Mi padre se rió y me dijo que me acompañara por el pasillo porque me casaba con nadie. Mamá se sentó a su lado en la fila de atrás mientras caminaba sola, agarrando mi ramo.

Mi padre se rió y me dijo que me acompañara por el pasillo porque me casaba con nadie. Mamá se sentó a su lado en la fila de atrás mientras caminaba sola, agarrando mi ramo.

Durante varios segundos, toda la capilla permaneció congelada.

Entonces mi padre se rió.

No era la risa pulida y amigable que usó en galas benéficas o eventos de negocios. Éste sonaba duro, tenso y lleno de miedo.

“Esto es ridículo”, dijo. “Maya, dile a tu pequeño esposo de la corte que deje de avergonzarse a sí mismo”.

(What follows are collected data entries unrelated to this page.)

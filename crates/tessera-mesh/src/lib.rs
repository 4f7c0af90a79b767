//! Level-of-detail terrain meshes over an [`ElevationModel`].
//!
//! [`RectangularTessellator`] walks a quadtree over the globe each frame,
//! culls tiles against a [`Frustum`], splits the ones whose grid cells are
//! too coarse for their distance from the eye, and returns the remaining
//! [`RectTile`]s with their meshes. Each mesh is a `(density + 3)` square
//! vertex grid drawn as one triangle strip, with a skirt around its edge to
//! hide cracks between neighbours of different levels.
//!
//! Meshes use whatever elevation tiles are resident when they are built and
//! are rebuilt once better data lands, so tessellation never waits on I/O.
//!
//! [`ElevationModel`]: tessera_elevation::ElevationModel

mod bounding_box;
mod frustum;
pub mod geometry;
mod rect_tile;
mod render_info;
mod tessellator;

pub use bounding_box::BoundingBox;
pub use frustum::Frustum;
pub use geometry::SharedGeometry;
pub use rect_tile::RectTile;
pub use render_info::RenderInfo;
pub use tessellator::{
    DEFAULT_DENSITY, DEFAULT_DETAIL_SCALE, DEFAULT_RENDER_INFO_CAPACITY, RectangularTessellator,
    TessellationStats, TessellatorSettings,
};
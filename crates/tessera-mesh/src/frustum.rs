//! View frustum culling.

use glam::{DMat4, DVec3};

use crate::bounding_box::BoundingBox;

/// A view frustum as six inward-facing planes.
#[derive(Debug, Clone, Copy, PartialEq)]
pub struct Frustum {
    /// Left, right, bottom, top, near, far; each `(normal, distance)`.
    planes: [(DVec3, f64); 6],
}

impl Frustum {
    /// Extract the frustum planes from a view-projection matrix with a
    /// `[0, 1]` clip-space depth range, as built by `perspective_rh`.
    #[must_use]
    pub fn from_matrix(view_projection: DMat4) -> Self {
        let m = view_projection.to_cols_array_2d();
        let row = |r: usize| [m[0][r], m[1][r], m[2][r], m[3][r]];
        let (x, y, z, w) = (row(0), row(1), row(2), row(3));

        let combine = |a: [f64; 4], b: [f64; 4], sign: f64| {
            Self::normalize_plane(
                a[0] + sign * b[0],
                a[1] + sign * b[1],
                a[2] + sign * b[2],
                a[3] + sign * b[3],
            )
        };

        Self {
            planes: [
                combine(w, x, 1.0),
                combine(w, x, -1.0),
                combine(w, y, 1.0),
                combine(w, y, -1.0),
                Self::normalize_plane(z[0], z[1], z[2], z[3]),
                combine(w, z, -1.0),
            ],
        }
    }

    /// Frustum of a perspective camera at `eye` looking at `target`.
    #[must_use]
    pub fn from_camera(
        eye: DVec3,
        target: DVec3,
        up: DVec3,
        fov_y: f64,
        aspect: f64,
        near: f64,
        far: f64,
    ) -> Self {
        let view = DMat4::look_at_rh(eye, target, up);
        let projection = DMat4::perspective_rh(fov_y, aspect, near, far);
        Self::from_matrix(projection * view)
    }

    fn normalize_plane(a: f64, b: f64, c: f64, d: f64) -> (DVec3, f64) {
        let normal = DVec3::new(a, b, c);
        let length = normal.length();
        if length > 0.0 {
            (normal / length, d / length)
        } else {
            (DVec3::ZERO, 0.0)
        }
    }

    /// True unless the box lies entirely outside one of the planes.
    #[must_use]
    pub fn intersects_box(&self, bounds: &BoundingBox) -> bool {
        let center = bounds.center();
        let extents = bounds.extents();
        self.planes.iter().all(|&(normal, distance)| {
            let r = extents.dot(normal.abs());
            normal.dot(center) + distance >= -r
        })
    }

    #[must_use]
    pub fn contains_point(&self, point: DVec3) -> bool {
        self.planes
            .iter()
            .all(|&(normal, distance)| normal.dot(point) + distance >= 0.0)
    }
}

#[cfg(test)]
mod tests {
    use super::*;

    fn looking_down_negative_z() -> Frustum {
        Frustum::from_camera(
            DVec3::ZERO,
            DVec3::NEG_Z,
            DVec3::Y,
            std::f64::consts::FRAC_PI_2,
            1.0,
            1.0,
            1000.0,
        )
    }

    #[test]
    fn test_contains_point() {
        let frustum = looking_down_negative_z();
        assert!(frustum.contains_point(DVec3::new(0.0, 0.0, -10.0)));
        assert!(!frustum.contains_point(DVec3::new(0.0, 0.0, 10.0)));
        assert!(!frustum.contains_point(DVec3::new(0.0, 0.0, -2000.0)));
        // 90 degree field of view: x = -z is the edge.
        assert!(frustum.contains_point(DVec3::new(9.0, 0.0, -10.0)));
        assert!(!frustum.contains_point(DVec3::new(11.0, 0.0, -10.0)));
    }

    #[test]
    fn test_near_plane_sits_at_near_distance() {
        let frustum = looking_down_negative_z();
        assert!(!frustum.contains_point(DVec3::new(0.0, 0.0, -0.6)));
        assert!(!frustum.contains_point(DVec3::new(0.0, 0.0, -0.99)));
        assert!(frustum.contains_point(DVec3::new(0.0, 0.0, -1.01)));
        assert!(frustum.contains_point(DVec3::new(0.0, 0.0, -999.0)));
    }

    #[test]
    fn test_intersects_box() {
        let frustum = looking_down_negative_z();
        let inside = BoundingBox::new(DVec3::new(-1.0, -1.0, -20.0), DVec3::new(1.0, 1.0, -10.0));
        assert!(frustum.intersects_box(&inside));

        let behind = BoundingBox::new(DVec3::new(-1.0, -1.0, 10.0), DVec3::new(1.0, 1.0, 20.0));
        assert!(!frustum.intersects_box(&behind));

        // Straddling the left plane still intersects.
        let straddling =
            BoundingBox::new(DVec3::new(-30.0, -1.0, -20.0), DVec3::new(-15.0, 1.0, -10.0));
        assert!(frustum.intersects_box(&straddling));

        let beside = BoundingBox::new(DVec3::new(-300.0, -1.0, -20.0), DVec3::new(-200.0, 1.0, -10.0));
        assert!(!frustum.intersects_box(&beside));
    }
}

Ethan apretó la mandíbula pero se quedó en silencio.

Lo miré directamente.

“¿Qué evidencia?”

Él respiraba lentamente.

“Después de que tu padre llamó a mi oficina amenazando con destruir mi carrera, investigué la base que mencionó. El Fondo Whitmore Hope”.

Una ola de náuseas se asentó en mi estómago.

El Whitmore Hope Fund siempre había sido la mayor fuente de orgullo de mi madre. Cada temporada de vacaciones, nuestra familia sonrió junto a cheques de becas de gran tamaño supuestamente otorgados a los niños de crianza temporal. Papá adoraba esas oportunidades de fotos. Siempre estaba en el medio con una mano descansando sobre mi hombro, sonriendo como si la generosidad misma le perteneciera.

Marcus Bell se adelantó, su voz permaneció compuesta.

“Ethan notó que varios beneficiarios de becas enumerados por la fundación no existían. Sus direcciones eran lotes vacíos, negocios cerrados o casas pertenecientes a empleados de Whitmore”.

Mi madre levantó lentamente la cabeza.

El color se había drenado de su cara.

Papá señaló con el dedo acusador hacia Marcus.

“No sabes de lo que estás hablando”.

Una mujer que llevaba el mismo traje gris salió del grupo.

“Sabemos lo suficiente”.

Ella mostró su placa.

“Asistente Fiscal General Denise Walker. ¿El señor Whitmore, tenemos una orden”.

Los susurros se extendieron inmediatamente por la capilla.

Papá escaneó la habitación, casi esperando que uno de sus amigos influyentes lo rescatara. En cambio, los miembros de la Cámara de Comercio de repente se fascinaron por las vidrieras.

Mi madre se levantó con cuidado de pie.

—Richard —dijo ella, con la voz temblorosa. “Dime que esto no es verdad”.